▶ _Task goal_: All entries below are to be set down again exactly as given.

▶ _The input_:
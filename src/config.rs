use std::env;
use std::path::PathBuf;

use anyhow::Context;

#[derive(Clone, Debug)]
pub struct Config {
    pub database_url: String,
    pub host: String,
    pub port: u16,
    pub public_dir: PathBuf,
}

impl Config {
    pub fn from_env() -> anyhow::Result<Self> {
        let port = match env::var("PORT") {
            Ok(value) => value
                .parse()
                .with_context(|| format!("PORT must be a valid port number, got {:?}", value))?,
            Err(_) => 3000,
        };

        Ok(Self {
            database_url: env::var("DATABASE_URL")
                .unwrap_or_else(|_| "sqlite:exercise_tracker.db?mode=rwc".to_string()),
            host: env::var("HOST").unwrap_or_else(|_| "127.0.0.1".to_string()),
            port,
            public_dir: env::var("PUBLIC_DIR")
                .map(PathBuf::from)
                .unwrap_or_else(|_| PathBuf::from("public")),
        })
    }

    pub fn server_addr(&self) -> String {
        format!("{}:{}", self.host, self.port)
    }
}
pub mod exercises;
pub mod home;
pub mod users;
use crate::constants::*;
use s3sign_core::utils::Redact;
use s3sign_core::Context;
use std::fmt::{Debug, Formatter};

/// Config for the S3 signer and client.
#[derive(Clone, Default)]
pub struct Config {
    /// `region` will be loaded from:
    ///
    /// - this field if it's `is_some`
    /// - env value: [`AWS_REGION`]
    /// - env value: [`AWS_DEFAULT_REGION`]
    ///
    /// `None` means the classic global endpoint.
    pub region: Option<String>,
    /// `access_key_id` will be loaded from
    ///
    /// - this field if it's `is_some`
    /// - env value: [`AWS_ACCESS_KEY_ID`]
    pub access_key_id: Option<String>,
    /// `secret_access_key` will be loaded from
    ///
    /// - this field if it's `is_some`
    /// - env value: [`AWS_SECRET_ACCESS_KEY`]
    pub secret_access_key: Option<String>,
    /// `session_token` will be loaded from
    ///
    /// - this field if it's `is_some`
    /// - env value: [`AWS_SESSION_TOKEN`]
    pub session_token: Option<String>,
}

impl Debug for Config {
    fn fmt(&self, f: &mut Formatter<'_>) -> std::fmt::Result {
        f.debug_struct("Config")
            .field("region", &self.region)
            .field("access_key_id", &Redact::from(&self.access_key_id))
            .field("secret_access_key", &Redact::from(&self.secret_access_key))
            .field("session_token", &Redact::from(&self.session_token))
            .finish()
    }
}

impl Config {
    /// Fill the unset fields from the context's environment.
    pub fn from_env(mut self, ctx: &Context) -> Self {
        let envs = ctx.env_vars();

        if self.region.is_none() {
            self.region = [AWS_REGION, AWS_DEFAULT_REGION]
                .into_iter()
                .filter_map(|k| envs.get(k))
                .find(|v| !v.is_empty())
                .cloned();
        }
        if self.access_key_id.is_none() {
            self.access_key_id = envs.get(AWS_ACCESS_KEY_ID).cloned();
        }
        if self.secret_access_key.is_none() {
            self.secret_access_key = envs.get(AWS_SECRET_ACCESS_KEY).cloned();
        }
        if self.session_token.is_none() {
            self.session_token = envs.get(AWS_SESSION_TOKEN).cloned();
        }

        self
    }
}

▶ _Result below_:
filename src/config.rs
use std::env;
use std::path::PathBuf;

use anyhow::Context;

#[derive(Clone, Debug)]
pub struct Config {
    pub database_url: String,
    pub host: String,
    pub port: u16,
    pub public_dir: PathBuf,
}

impl Config {
    pub fn from_env() -> anyhow::Result<Self> {
        let port = match env::var("PORT") {
            Ok(value) => value
                .parse()
                .with_context(|| format!("PORT must be a valid port number, got {:?}", value))?,
            Err(_) => 3000,
        };

        Ok(Self {
            database_url: env::var("DATABASE_URL")
                .unwrap_or_else(|_| "sqlite:exercise_tracker.db?mode=rwc".to_string()),
            host: env::var("HOST").unwrap_or_else(|_| "127.0.0.1".to_string()),
            port,
            public_dir: env::var("PUBLIC_DIR")
                .map(PathBuf::from)
                .unwrap_or_else(|_| PathBuf::from("public")),
        })
    }

    pub fn server_addr(&self) -> String {
        format!("{}:{}", self.host, self.port)
    }
}
pub mod exercises;
pub mod home;
pub mod users;
use crate::constants::*;
use s3sign_core::utils::Redact;
use s3sign_core::Context;
use std::fmt::{Debug, Formatter};

/// Config for the S3 signer and client.
#[derive(Clone, Default)]
pub struct Config {
    /// `region` will be loaded from:
    ///
    /// - this field if it's `is_some`
    /// - env value: [`AWS_REGION`]
    /// - env value: [`AWS_DEFAULT_REGION`]
    ///
    /// `None` means the classic global endpoint.
    pub region: Option<String>,
    /// `access_key_id` will be loaded from
    ///
    /// - this field if it's `is_some`
    /// - env value: [`AWS_ACCESS_KEY_ID`]
    pub access_key_id: Option<String>,
    /// `secret_access_key` will be loaded from
    ///
    /// - this field if it's `is_some`
    /// - env value: [`AWS_SECRET_ACCESS_KEY`]
    pub secret_access_key: Option<String>,
    /// `session_token` will be loaded from
    ///
    /// - this field if it's `is_some`
    /// - env value: [`AWS_SESSION_TOKEN`]
    pub session_token: Option<String>,
}

impl Debug for Config {
    fn fmt(&self, f: &mut Formatter<'_>) -> std::fmt::Result {
        f.debug_struct("Config")
            .field("region", &self.region)
            .field("access_key_id", &Redact::from(&self.access_key_id))
            .field("secret_access_key", &Redact::from(&self.secret_access_key))
            .field("session_token", &Redact::from(&self.session_token))
            .finish()
    }
}

impl Config {
    /// Fill the unset fields from the context's environment.
    pub fn from_env(mut self, ctx: &Context) -> Self {
        let envs = ctx.env_vars();

        if self.region.is_none() {
            self.region = [AWS_REGION, AWS_DEFAULT_REGION]
                .into_iter()
                .filter_map(|k| envs.get(k))
                .find(|v| !v.is_empty())
                .cloned();
        }
        if self.access_key_id.is_none() {
            self.access_key_id = envs.get(AWS_ACCESS_KEY_ID).cloned();
        }
        if self.secret_access_key.is_none() {
            self.secret_access_key = envs.get(AWS_SECRET_ACCESS_KEY).cloned();
        }
        if self.session_token.is_none() {
            self.session_token = envs.get(AWS_SESSION_TOKEN).cloned();
        }

        self
    }
}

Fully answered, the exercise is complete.